Mike Szkolka, a teacher and an administrator who has spent almost two decades in Boston and New York schools, told me that excerpts have replaced books across grade levels. “There’s no testing skill that can be related to … Can you sit down and read Tolstoy? ” he said. And if a skill is not easily measured, instructors and district leaders have little incentive to teach it. Carol Jago, a literacy expert who crisscrosses the country helping teachers design curricula, says that educators tell her they’ve stopped teaching the novels they’ve long revered, such as My Ántonia and Great Expectations. The pandemic, which scrambled syllabi and moved coursework online, accelerated the shift away from teaching complete works.

In a recent EdWeek Research Center survey of about 300 third-to-eighth-grade educators, only 17 percent said they primarily teach whole texts. An additional 49 percent combine whole texts with anthologies and excerpts. But nearly a quarter of respondents said that books are no longer the center of their curricula. One public-high-school teacher in Illinois told me that she used to structure her classes around books but now focuses on skills, such as how to make good decisions. In a unit about leadership, students read parts of Homer’s Odyssey and supplement it with music, articles, and TED Talks. (She assured me that her students read at least two full texts each semester.) An Advanced Placement English Literature teacher in Atlanta told me that the class used to read 14 books each year. Now they’re down to six or seven.

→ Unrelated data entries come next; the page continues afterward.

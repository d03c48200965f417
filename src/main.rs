use clap::Parser;
use switchyard::cli::{
    backends, handle_completions, handle_config_init, route, Cli, Commands, ConfigCommands,
};

#[tokio::main]
async fn main() {
    let cli = Cli::parse();

    let result = match cli.command {
        Commands::Serve(args) => switchyard::cli::serve::run_serve(args).await,
        Commands::Backends(args) => backends::handle_backends(&args).map(|output| {
            println!("{}", output);
        }),
        Commands::Route(args) => route::handle_route(&args).map(|output| {
            println!("{}", output);
        }),
        Commands::Config(config_cmd) => match config_cmd {
            ConfigCommands::Init(args) => handle_config_init(&args),
        },
        Commands::Completions(args) => {
            handle_completions(&args);
            Ok(())
        }
    };

    if let Err(e) = result {
        eprintln!("Error: {}", e);
        std::process::exit(1);
    }
}
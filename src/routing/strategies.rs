//! Routing strategies for backend selection

use serde::{Deserialize, Serialize};
use std::str::FromStr;

use super::RoutingError;

/// Routing strategy determines how backends are scored.
///
/// The set is closed: adding a strategy means adding a variant and its
/// evaluator in [`scoring`](super::scoring).
#[derive(Debug, Clone, Copy, PartialEq, Eq, Hash, Default, Serialize, Deserialize)]
#[serde(rename_all = "snake_case")]
pub enum RoutingStrategy {
    /// Prefer backends that advertise the exact content type
    ContentType,

    /// Prefer backends with the lowest cost tier
    Cost,

    /// Prefer backends with the best observed success rate and latency
    Performance,

    /// Weighted blend of the other three
    #[default]
    Hybrid,
}

impl RoutingStrategy {
    /// All strategies, in a stable order.
    pub const ALL: [RoutingStrategy; 4] = [
        RoutingStrategy::ContentType,
        RoutingStrategy::Cost,
        RoutingStrategy::Performance,
        RoutingStrategy::Hybrid,
    ];

    /// Wire name of the strategy.
    pub fn as_str(&self) -> &'static str {
        match self {
            RoutingStrategy::ContentType => "content_type",
            RoutingStrategy::Cost => "cost",
            RoutingStrategy::Performance => "performance",
            RoutingStrategy::Hybrid => "hybrid",
        }
    }
}

impl FromStr for RoutingStrategy {
    type Err = RoutingError;

    fn from_str(s: &str) -> Result<Self, Self::Err> {
        match s.trim().to_lowercase().as_str() {
            "content_type" => Ok(RoutingStrategy::ContentType),
            "cost" => Ok(RoutingStrategy::Cost),
            "performance" => Ok(RoutingStrategy::Performance),
            "hybrid" => Ok(RoutingStrategy::Hybrid),
            _ => Err(RoutingError::UnknownStrategy {
                name: s.to_string(),
            }),
        }
    }
}

impl std::fmt::Display for RoutingStrategy {
    fn fmt(&self, f: &mut std::fmt::Formatter<'_>) -> std::fmt::Result {
        f.write_str(self.as_str())
    }
}
//! Configuration module for Switchyard
//!
//! Provides layered configuration loading from files, environment variables, and defaults.
//!
//! # Configuration Precedence
//!
//! 1. CLI arguments (highest priority)
//! 2. Environment variables (`SWITCHYARD_*`)
//! 3. Configuration file (TOML)
//! 4. Default values (lowest priority)
//!
//! # Example
//!
//! ```rust
//! use switchyard::config::SwitchyardConfig;
//!
//! let config = SwitchyardConfig::default();
//! assert_eq!(config.server.port, 8700);
//!
//! let toml = r#"
//! [server]
//! port = 9000
//!
//! [[backends]]
//! id = "edge-video"
//! content_types = ["video/*"]
//! cost_tier = 1
//! "#;
//! let config: SwitchyardConfig = toml::from_str(toml).unwrap();
//! assert_eq!(config.server.port, 9000);
//! assert!(config.validate().is_ok());
//! ```

pub mod backend;
pub mod error;
pub mod insights;
pub mod logging;
pub mod routing;
pub mod server;
pub mod streaming;

pub use backend::BackendConfig;
pub use error::ConfigError;
pub use insights::InsightsConfig;
pub use logging::{LogFormat, LoggingConfig};
pub use routing::RoutingConfig;
pub use server::ServerConfig;
pub use streaming::StreamingConfig;

use serde::{Deserialize, Serialize};
use std::collections::HashSet;
use std::path::Path;
use std::time::Duration;

use crate::registry::Capabilities;

/// Unified configuration for the Switchyard service.
#[derive(Debug, Clone, Serialize, Deserialize, Default)]
#[serde(default)]
pub struct SwitchyardConfig {
    /// HTTP server configuration
    pub server: ServerConfig,
    /// Selection behaviour and hybrid weights
    pub routing: RoutingConfig,
    /// Metrics stream and health thresholds
    pub streaming: StreamingConfig,
    /// Outcome history used by insights
    pub insights: InsightsConfig,
    /// Static backend definitions
    pub backends: Vec<BackendConfig>,
    /// Logging configuration
    pub logging: LoggingConfig,
}

impl SwitchyardConfig {
    /// Load configuration from a TOML file
    ///
    /// If path is None, returns default configuration.
    /// If path doesn't exist, returns NotFound error.
    pub fn load(path: Option<&Path>) -> Result<Self, ConfigError> {
        match path {
            Some(p) => {
                if !p.exists() {
                    return Err(ConfigError::NotFound(p.to_path_buf()));
                }
                let content = std::fs::read_to_string(p)?;
                toml::from_str(&content).map_err(|e| ConfigError::Parse(e.to_string()))
            }
            None => Ok(Self::default()),
        }
    }

    /// Apply environment variable overrides
    ///
    /// Invalid values are silently ignored (defaults are kept).
    pub fn with_env_overrides(mut self) -> Self {
        if let Ok(port) = std::env::var("SWITCHYARD_PORT") {
            if let Ok(p) = port.parse() {
                self.server.port = p;
            }
        }
        if let Ok(host) = std::env::var("SWITCHYARD_HOST") {
            self.server.host = host;
        }

        if let Ok(level) = std::env::var("SWITCHYARD_LOG_LEVEL") {
            self.logging.level = level;
        }
        if let Ok(format) = std::env::var("SWITCHYARD_LOG_FORMAT") {
            if let Ok(f) = format.parse() {
                self.logging.format = f;
            }
        }

        if let Ok(strategy) = std::env::var("SWITCHYARD_STRATEGY") {
            if let Ok(s) = strategy.parse() {
                self.routing.default_strategy = s;
            }
        }

        self
    }

    /// Default deadline for unary operations.
    pub fn request_timeout(&self) -> Duration {
        Duration::from_secs(self.server.request_timeout_seconds)
    }

    /// Validate configuration
    pub fn validate(&self) -> Result<(), ConfigError> {
        if self.server.port == 0 {
            return Err(ConfigError::validation(
                "server.port",
                "port must be non-zero",
            ));
        }
        if self.server.request_timeout_seconds == 0 {
            return Err(ConfigError::validation(
                "server.request_timeout_seconds",
                "must be at least 1",
            ));
        }

        self.routing.validate()?;
        self.streaming.validate()?;
        self.insights.validate()?;

        let mut seen = HashSet::new();
        for (i, backend) in self.backends.iter().enumerate() {
            if backend.id.trim().is_empty() {
                return Err(ConfigError::validation(
                    format!("backends[{}].id", i),
                    "id cannot be empty",
                ));
            }
            if !seen.insert(backend.id.as_str()) {
                return Err(ConfigError::validation(
                    format!("backends[{}].id", i),
                    format!("duplicate backend id '{}'", backend.id),
                ));
            }
            if backend.content_types.is_empty() {
                return Err(ConfigError::validation(
                    format!("backends[{}].content_types", i),
                    "at least one content type is required",
                ));
            }
            if let Err(e) = Capabilities::new(backend.content_types.clone(), backend.cost_tier) {
                return Err(ConfigError::validation(
                    format!("backends[{}].content_types", i),
                    e.to_string(),
                ));
            }
        }

        Ok(())
    }
}
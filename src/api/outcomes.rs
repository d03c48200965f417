//! Outcome reporting endpoint handler.

use crate::api::{request_timeout, ApiError, AppState};
use crate::learning::{Outcome, OutcomeAck};
use axum::{extract::rejection::JsonRejection, extract::State, http::HeaderMap, Json};
use std::sync::Arc;

/// POST /v1/outcomes - Record the result of an operation on a backend.
///
/// Reports for unknown backends still return 200 with `accepted: false`.
pub async fn handle(
    State(state): State<Arc<AppState>>,
    headers: HeaderMap,
    outcome: Result<Json<Outcome>, JsonRejection>,
) -> Result<Json<OutcomeAck>, ApiError> {
    let Json(outcome) = outcome?;
    let ack = state
        .service
        .record_outcome(outcome, request_timeout(&headers))?;
    Ok(Json(ack))
}
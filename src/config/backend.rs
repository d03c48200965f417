//! Backend configuration

use serde::{Deserialize, Serialize};

use crate::registry::{Backend, Capabilities, RegistryError};

/// Static backend definition from `[[backends]]`
#[derive(Debug, Clone, Serialize, Deserialize)]
pub struct BackendConfig {
    pub id: String,
    /// MIME patterns such as `video/*` or `*/*`
    pub content_types: Vec<String>,
    #[serde(default)]
    pub cost_tier: u32,
    #[serde(default)]
    pub disabled: bool,
}

impl BackendConfig {
    pub fn new(id: impl Into<String>, content_types: &[&str], cost_tier: u32) -> Self {
        Self {
            id: id.into(),
            content_types: content_types.iter().map(|t| t.to_string()).collect(),
            cost_tier,
            disabled: false,
        }
    }

    /// Compile into a registry backend with the given latency window.
    pub fn build(&self, latency_window: usize) -> Result<Backend, RegistryError> {
        let capabilities = Capabilities::new(self.content_types.clone(), self.cost_tier)?;
        Ok(Backend::new(self.id.clone(), capabilities)
            .with_latency_window(latency_window)
            .with_disabled(self.disabled))
    }
}

#[cfg(test)]
mod tests {
    use super::*;

    #[test]
    fn test_backend_config_defaults() {
        let config: BackendConfig =
            toml::from_str("id = \"s3\"\ncontent_types = [\"*/*\"]").unwrap();
        assert_eq!(config.cost_tier, 0);
        assert!(!config.disabled);
    }

    #[test]
    fn test_build_backend() {
        let mut config = BackendConfig::new("edge", &["video/*"], 2);
        config.disabled = true;
        let backend = config.build(10).unwrap();
        assert_eq!(backend.id, "edge");
        assert_eq!(backend.capabilities.cost_tier, 2);
        assert!(backend.is_disabled());
    }

    #[test]
    fn test_build_rejects_bad_pattern() {
        let config = BackendConfig::new("bad", &["video/["], 0);
        assert!(matches!(
            config.build(10),
            Err(RegistryError::InvalidPattern { .. })
        ));
    }
}
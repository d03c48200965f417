//! Health check endpoint handler.

use crate::api::AppState;
use crate::metrics::{AggregateMetrics, HealthStatus};
use axum::{extract::State, Json};
use serde::Serialize;
use std::sync::Arc;

/// Health check response.
#[derive(Debug, Serialize)]
pub struct HealthResponse {
    pub status: HealthStatus,
    pub uptime_seconds: u64,
    pub aggregate: AggregateMetrics,
}

/// GET /health - Current classification of the backend fleet.
pub async fn handle(State(state): State<Arc<AppState>>) -> Json<HealthResponse> {
    let update = state.service.health(false);
    Json(HealthResponse {
        status: update.status,
        uptime_seconds: state.start_time.elapsed().as_secs(),
        aggregate: update.aggregate,
    })
}
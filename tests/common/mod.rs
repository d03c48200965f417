//! Shared test utilities for Switchyard integration tests.
//!
//! Builders for configs, services and routers so that each test file only
//! spells out what it is actually checking.

#![allow(dead_code)]

use axum::body::Body;
use axum::http::{Request, Response};
use std::sync::Arc;
use switchyard::api::{create_router, AppState};
use switchyard::config::{BackendConfig, SwitchyardConfig};
use switchyard::learning::Outcome;
use switchyard::service::RoutingService;

// =============================================================================
// Well-Known Test Constants
// =============================================================================

/// UUID v4 string length: "xxxxxxxx-xxxx-xxxx-xxxx-xxxxxxxxxxxx"
pub const UUID_V4_STRING_LEN: usize = 36;

// =============================================================================
// Config and Service Builders
// =============================================================================

/// Config with the given `(id, content_types, cost_tier)` backends.
pub fn config_with(backends: &[(&str, &[&str], u32)]) -> SwitchyardConfig {
    let mut config = SwitchyardConfig::default();
    for (id, types, tier) in backends {
        config.backends.push(BackendConfig::new(*id, types, *tier));
    }
    config
}

/// The two-backend fleet used throughout: a cheap video edge and a pricey
/// catch-all store.
pub fn video_fleet() -> SwitchyardConfig {
    config_with(&[("A", &["video/*"], 1), ("B", &["*/*"], 3)])
}

pub fn make_service(config: &SwitchyardConfig) -> Arc<RoutingService> {
    Arc::new(RoutingService::from_config(config).unwrap())
}

/// Report `successes` successes and `failures` failures for `backend_id`.
pub fn report(
    service: &RoutingService,
    backend_id: &str,
    content_type: &str,
    successes: u32,
    failures: u32,
    duration_ms: u64,
) {
    for _ in 0..successes {
        let ack = service
            .record_outcome(Outcome::new(backend_id, true, content_type, duration_ms), None)
            .unwrap();
        assert!(ack.accepted);
    }
    for _ in 0..failures {
        let ack = service
            .record_outcome(Outcome::new(backend_id, false, content_type, duration_ms), None)
            .unwrap();
        assert!(ack.accepted);
    }
}

// =============================================================================
// HTTP Helpers
// =============================================================================

pub fn make_app(service: Arc<RoutingService>) -> axum::Router {
    create_router(Arc::new(AppState::new(service)))
}

pub fn json_request(method: &str, uri: &str, body: serde_json::Value) -> Request<Body> {
    Request::builder()
        .method(method)
        .uri(uri)
        .header("content-type", "application/json")
        .body(Body::from(body.to_string()))
        .unwrap()
}

pub fn get_request(uri: &str) -> Request<Body> {
    Request::builder().uri(uri).body(Body::empty()).unwrap()
}

pub async fn body_json(response: Response<Body>) -> serde_json::Value {
    let bytes = axum::body::to_bytes(response.into_body(), usize::MAX)
        .await
        .unwrap();
    serde_json::from_slice(&bytes).unwrap()
}
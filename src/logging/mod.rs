//! Structured logging helpers
//!
//! Filter directive construction for the tracing subscriber and request id
//! generation for decision correlation.

pub mod request_id;

pub use request_id::{generate_request_id, resolve_request_id};

/// Build filter directives string from LoggingConfig
///
/// Produces `base_level,switchyard::component=level,...`, with component
/// entries sorted by name so the output is stable.
///
/// # Examples
///
/// ```
/// use switchyard::config::{LogFormat, LoggingConfig};
/// use switchyard::logging::build_filter_directives;
/// use std::collections::HashMap;
///
/// let mut component_levels = HashMap::new();
/// component_levels.insert("routing".to_string(), "debug".to_string());
///
/// let config = LoggingConfig {
///     level: "info".to_string(),
///     format: LogFormat::Pretty,
///     component_levels: Some(component_levels),
/// };
///
/// assert_eq!(build_filter_directives(&config), "info,switchyard::routing=debug");
/// ```
pub fn build_filter_directives(config: &crate::config::LoggingConfig) -> String {
    let mut filter_str = config.level.clone();

    if let Some(component_levels) = &config.component_levels {
        let mut components: Vec<_> = component_levels.iter().collect();
        components.sort();
        for (component, level) in components {
            filter_str.push_str(&format!(",switchyard::{}={}", component, level));
        }
    }

    filter_str
}
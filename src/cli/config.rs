//! Config command handlers

use crate::cli::ConfigInitArgs;
use std::fs;

const EXAMPLE_CONFIG: &str = include_str!("../../switchyard.example.toml");

/// Handle `switchyard config init` command
pub fn handle_config_init(args: &ConfigInitArgs) -> Result<(), Box<dyn std::error::Error>> {
    if args.output.exists() && !args.force {
        return Err(format!(
            "File already exists: {}. Use --force to overwrite.",
            args.output.display()
        )
        .into());
    }

    fs::write(&args.output, EXAMPLE_CONFIG)?;

    println!("✓ Configuration file created: {}", args.output.display());
    println!("  Edit the [[backends]] entries to describe your fleet.");

    Ok(())
}
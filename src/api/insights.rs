//! Insights endpoint handler.

use crate::api::{request_timeout, ApiError, AppState};
use crate::insights::InsightsSnapshot;
use axum::{
    extract::{rejection::QueryRejection, Query, State},
    http::HeaderMap,
    Json,
};
use serde::Deserialize;
use std::sync::Arc;

#[derive(Debug, Deserialize)]
pub struct InsightsParams {
    /// Window in hours; 0 or absent means the retention window
    #[serde(default)]
    pub time_window_hours: u32,
}

/// GET /v1/insights - Factor weights and top backends over a window.
pub async fn handle(
    State(state): State<Arc<AppState>>,
    headers: HeaderMap,
    params: Result<Query<InsightsParams>, QueryRejection>,
) -> Result<Json<InsightsSnapshot>, ApiError> {
    let Query(params) = params?;
    let snapshot = state
        .service
        .get_insights(params.time_window_hours, request_timeout(&headers))?;
    Ok(Json(snapshot))
}
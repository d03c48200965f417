//! Route command implementation
//!
//! Runs one selection against the configured backends without starting a
//! server. Nothing has been learned yet, so performance scores use the
//! neutral prior.

use crate::cli::output::{format_decision_json, format_decision_table};
use crate::cli::{load_config_or_default, RouteArgs};
use crate::routing::ContentDescriptor;
use crate::service::{RoutingService, SelectRequest};

/// Handle `switchyard route`
pub fn handle_route(args: &RouteArgs) -> Result<String, Box<dyn std::error::Error>> {
    let config = load_config_or_default(&args.config)?;
    let service = RoutingService::from_config(&config)?;
    route_with(&service, args)
}

/// Run the dry-run selection against an existing service
pub fn route_with(
    service: &RoutingService,
    args: &RouteArgs,
) -> Result<String, Box<dyn std::error::Error>> {
    let mut request = SelectRequest::new(ContentDescriptor::new(&args.content_type, args.size));
    if let Some(ref strategy) = args.strategy {
        request = request.with_strategy(strategy);
    }

    let decision = service.select_backend(&request, None)?;

    if args.json {
        Ok(format_decision_json(&decision)?)
    } else {
        Ok(format_decision_table(&decision))
    }
}
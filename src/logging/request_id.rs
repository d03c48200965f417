//! Request correlation ids

use uuid::Uuid;

/// Generate a new request ID using UUID v4
///
/// # Examples
///
/// ```
/// use switchyard::logging::generate_request_id;
///
/// let request_id = generate_request_id();
/// assert_eq!(request_id.len(), 36);
/// ```
pub fn generate_request_id() -> String {
    Uuid::new_v4().to_string()
}

/// Echo a caller-supplied id, or generate one when it is missing or blank.
pub fn resolve_request_id(supplied: Option<&str>) -> String {
    match supplied.map(str::trim) {
        Some(id) if !id.is_empty() => id.to_string(),
        _ => generate_request_id(),
    }
}
//! Metrics stream endpoint handler.

use crate::api::{ApiError, AppState};
use axum::{
    extract::{rejection::QueryRejection, Query, State},
    response::sse::{Event, KeepAlive, Sse},
};
use futures::{Stream, StreamExt};
use serde::Deserialize;
use std::convert::Infallible;
use std::sync::Arc;

#[derive(Debug, Deserialize)]
pub struct StreamParams {
    /// Tick period; 0 or absent uses the configured default
    #[serde(default)]
    pub update_interval_seconds: u64,
    #[serde(default)]
    pub include_backends: bool,
}

/// GET /v1/metrics/stream - Server-Sent Events of health updates.
///
/// Each event is named `metrics` and carries one `MetricsUpdate` as JSON. The
/// subscription is dropped, and its ticker stopped, when the client goes away.
pub async fn handle(
    State(state): State<Arc<AppState>>,
    params: Result<Query<StreamParams>, QueryRejection>,
) -> Result<Sse<impl Stream<Item = Result<Event, Infallible>>>, ApiError> {
    let Query(params) = params?;
    let mut subscription = state
        .service
        .stream_metrics(params.update_interval_seconds, params.include_backends);

    tracing::info!(
        update_interval_seconds = params.update_interval_seconds,
        include_backends = params.include_backends,
        "Metrics stream opened"
    );

    let stream = async_stream::stream! {
        while let Some(update) = subscription.next().await {
            match Event::default().event("metrics").json_data(&update) {
                Ok(event) => yield Ok(event),
                Err(e) => {
                    tracing::error!(error = %e, "Failed to serialize metrics update");
                    break;
                }
            }
        }
        tracing::debug!("Metrics stream closed");
    };

    Ok(Sse::new(stream).keep_alive(KeepAlive::default()))
}
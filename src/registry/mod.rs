//! Backend Registry module.
//!
//! Holds every known backend together with its static capabilities and live
//! statistics. Outcome recording is the only state change in the system;
//! everything else reads snapshots.

mod backend;
mod error;

pub use backend::*;
pub use error::*;

use crate::learning::Outcome;
use dashmap::mapref::entry::Entry;
use dashmap::DashMap;
use std::sync::Arc;

/// The Backend Registry stores all known backends.
///
/// The id map is a `DashMap`; each backend guards its own statistics with a
/// dedicated mutex, so outcome reports for unrelated backends never contend.
///
/// # Examples
///
/// ```
/// use switchyard::registry::{Backend, Capabilities, Registry};
///
/// let registry = Registry::new();
/// let caps = Capabilities::new(vec!["video/*".to_string()], 1).unwrap();
/// registry.add_backend(Backend::new("edge-video", caps)).unwrap();
///
/// assert_eq!(registry.backend_count(), 1);
/// assert!(registry.get("edge-video").is_ok());
/// ```
pub struct Registry {
    backends: DashMap<String, Arc<Backend>>,
}

impl Registry {
    /// Create a new empty Registry.
    pub fn new() -> Self {
        Self {
            backends: DashMap::new(),
        }
    }

    /// Register a backend.
    ///
    /// # Errors
    ///
    /// Returns `RegistryError::DuplicateBackend` if the id is taken and
    /// `RegistryError::NoContentTypes` if the backend advertises nothing.
    pub fn add_backend(&self, backend: Backend) -> Result<(), RegistryError> {
        if backend.capabilities.content_types.is_empty() {
            return Err(RegistryError::NoContentTypes(backend.id));
        }

        match self.backends.entry(backend.id.clone()) {
            Entry::Occupied(entry) => Err(RegistryError::DuplicateBackend(entry.key().clone())),
            Entry::Vacant(entry) => {
                entry.insert(Arc::new(backend));
                Ok(())
            }
        }
    }

    /// Get a snapshot of one backend.
    pub fn get(&self, id: &str) -> Result<BackendSnapshot, RegistryError> {
        self.backend(id)
            .map(|backend| backend.snapshot())
            .ok_or_else(|| RegistryError::BackendNotFound(id.to_string()))
    }

    /// Get the shared handle of one backend.
    pub fn backend(&self, id: &str) -> Option<Arc<Backend>> {
        // Clone the Arc out so the shard lock is released before any stats lock.
        self.backends.get(id).map(|entry| Arc::clone(entry.value()))
    }

    /// Snapshot every backend, ordered by id.
    ///
    /// Each backend's stats are copied under its own lock; the result is safe
    /// to iterate without holding anything.
    pub fn list(&self) -> Vec<BackendSnapshot> {
        let handles: Vec<Arc<Backend>> = self
            .backends
            .iter()
            .map(|entry| Arc::clone(entry.value()))
            .collect();

        let mut snapshots: Vec<BackendSnapshot> =
            handles.iter().map(|backend| backend.snapshot()).collect();
        snapshots.sort_by(|a, b| a.id.cmp(&b.id));
        snapshots
    }

    /// Get the number of registered backends.
    pub fn backend_count(&self) -> usize {
        self.backends.len()
    }

    /// Get the number of backends that are not disabled.
    pub fn enabled_count(&self) -> usize {
        self.backends
            .iter()
            .filter(|entry| !entry.value().is_disabled())
            .count()
    }

    /// Enable or disable a backend. Returns the previous disabled state.
    pub fn set_disabled(&self, id: &str, disabled: bool) -> Result<bool, RegistryError> {
        let backend = self
            .backend(id)
            .ok_or_else(|| RegistryError::BackendNotFound(id.to_string()))?;
        let previous = backend.set_disabled(disabled);
        if previous != disabled {
            tracing::info!(backend_id = %id, disabled, "Backend availability changed");
        }
        Ok(previous)
    }

    /// Fold an outcome into the backend's statistics.
    ///
    /// The update happens atomically under the backend's lock; concurrent
    /// calls for the same backend are applied one after another in lock
    /// acquisition order.
    pub fn record_outcome(
        &self,
        id: &str,
        outcome: &Outcome,
    ) -> Result<StatsSnapshot, RegistryError> {
        let backend = self
            .backend(id)
            .ok_or_else(|| RegistryError::BackendNotFound(id.to_string()))?;
        Ok(backend.apply_outcome(outcome))
    }
}

impl Default for Registry {
    fn default() -> Self {
        Self::new()
    }
}
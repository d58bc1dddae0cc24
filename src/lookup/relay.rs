use async_trait::async_trait;
use log::{debug, error};
use reqwest::Client;
use url::Url;

use crate::models::{KeyResponse, KEY_ROUTE};
use crate::request::{parse_successful_response, HttpError};

use super::{KeyRelay, LookupError};

/// Asks the same-origin relay for the NASA key. The key is requested
/// again for every lookup and never kept around
pub struct RelayClient {
    client: Client,
    endpoint: Url,
}

impl RelayClient {
    /// The route is resolved below the relay url, so a relay mounted under a
    /// path prefix keeps it
    pub fn new(client: Client, relay_url: &Url) -> Result<Self, url::ParseError> {
        let mut base = relay_url.clone();
        if !base.path().ends_with('/') {
            let path = format!("{}/", base.path());
            base.set_path(&path);
        }
        Ok(Self {
            client,
            endpoint: base.join(KEY_ROUTE.trim_start_matches('/'))?,
        })
    }
}

#[async_trait]
impl KeyRelay for RelayClient {
    async fn api_key(&self) -> Result<String, LookupError> {
        debug!("Requesting api key from {}", self.endpoint);
        let response = self
            .client
            .get(self.endpoint.clone())
            .send()
            .await
            .map_err(|err| LookupError::RelayUnreachable(HttpError::ReqwestError(err)))?;
        match parse_successful_response::<KeyResponse>(response).await {
            Ok(KeyResponse { api_key }) => Ok(api_key),
            Err(HttpError::FailStatus(ctx)) => {
                error!("Key relay refused with {}: {}", ctx.code, ctx.body);
                Err(LookupError::RelayRejected(ctx.code))
            }
            Err(other) => Err(LookupError::RelayUnreachable(other)),
        }
    }
}
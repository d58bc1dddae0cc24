pub mod api;
pub mod config;
pub mod image;
pub mod lookup;
pub mod models;
pub mod request;
pub mod server;
pub mod view;
use std::net::SocketAddr;
use std::sync::Arc;

use axum::routing::get;
use axum::{AddExtensionLayer, Router};
use log::info;

use crate::api::key::nasa_key;
use crate::api::{Context, KeySource};
use crate::config::ServerConfig;
use crate::models::KEY_ROUTE;

pub fn router(ctx: Arc<Context>) -> Router {
    Router::new()
        .route(KEY_ROUTE, get(nasa_key))
        .layer(AddExtensionLayer::new(ctx))
}

async fn shutdown_signal() {
    if tokio::signal::ctrl_c().await.is_ok() {
        info!("Shutting down");
    }
}

pub async fn run_server(config: ServerConfig) -> anyhow::Result<()> {
    info!("Starting server");
    let ctx = Arc::new(Context {
        key_source: KeySource::Environment(config.key_var.clone()),
    });
    if ctx.key_source.read().is_none() {
        info!(
            "{} is not set, the key endpoint will answer 500 until it is",
            config.key_var
        );
    }
    let addr = SocketAddr::from(([0, 0, 0, 0], config.port));
    let server = axum::Server::bind(&addr).serve(router(ctx).into_make_service());
    info!("Server running on http://localhost:{}", config.port);
    server.with_graceful_shutdown(shutdown_signal()).await?;
    Ok(())
}
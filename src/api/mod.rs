use std::convert::Infallible;
use std::env;

use axum::body::{Bytes, Full};
use axum::http::{Response, StatusCode};
use axum::response::IntoResponse;
use axum::Json;
use serde_json::json;

pub mod key;

/// Where the relay reads the NASA key from. The value is looked up on every
/// request and never cached
#[derive(Debug, Clone)]
pub enum KeySource {
    Environment(String),
    Fixed(Option<String>),
}

impl KeySource {
    pub fn read(&self) -> Option<String> {
        let value = match self {
            KeySource::Environment(name) => env::var(name).ok(),
            KeySource::Fixed(value) => value.clone(),
        };
        value.filter(|key| !key.trim().is_empty())
    }
}

pub struct Context {
    pub key_source: KeySource,
}

pub enum AppError {
    ConfigMissing,
}

impl IntoResponse for AppError {
    type Body = Full<Bytes>;
    type BodyError = Infallible;

    fn into_response(self) -> Response<Self::Body> {
        let (status, error_message) = match self {
            AppError::ConfigMissing => (
                StatusCode::INTERNAL_SERVER_ERROR,
                "NASA API key not configured".to_owned(),
            ),
        };

        let body = Json(json!({
            "error": error_message,
        }));

        (status, body).into_response()
    }
}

“It’s not like I can say, ‘Okay, over the next three weeks, I expect you to read The Iliad,’ because they’re not going to do it.”
Private schools, which produce a disproportionate share of elite college students, seem to have been slower to shift away from reading complete volumes—leading to what Dames describes as a disconcerting reading-skills gap among incoming freshmen. But private schools are not immune to the trend. At the prep school that I graduated from five years ago, I took a Jane Austen course my senior year. I read only a single Austen novel.


The issue that Dames and other professors have observed is distinct from the problem at community colleges and nonselective universities, where some students arrive with literacy and comprehension deficits that can leave them unable to complete collegiate courses. High-achieving students at exclusive schools like Columbia can decode words and sentences. But they struggle to muster the attention or ambition required to immerse themselves in a substantial text.

Faced with this predicament, many college professors feel they have no choice but to assign less reading and lower their expectations. Victoria Kahn, who has taught literature at UC Berkeley since 1997, used to assign 200 pages each week. Now she assigns less than half of that. “I don’t do the whole Iliad. I assign books of The Iliad. I hope that some of them will read the whole thing,” Kahn told me. “It’s not like I can say, ‘Okay, over the next three weeks, I expect you to read The Iliad,’ because they’re not going to do it.”
One of my good friends has a degree in Geology, doesn’t know anything about rocks, claims to never have read a book, and by 40 had a net worth over $20MM with a legitimate path to $50MM at 45. He had student loans, and not a trust fund to make it happen.
 
Everything can’t be microwaved. The brain development and organic nature of slowly building an idea, the arc of a story, development and growth of a character, lessons learned through a series of events can’t be quickly downloaded. Completing a book over multiple sittings gives you time to reflect, ideas time to marinade, perspective connected to your current world.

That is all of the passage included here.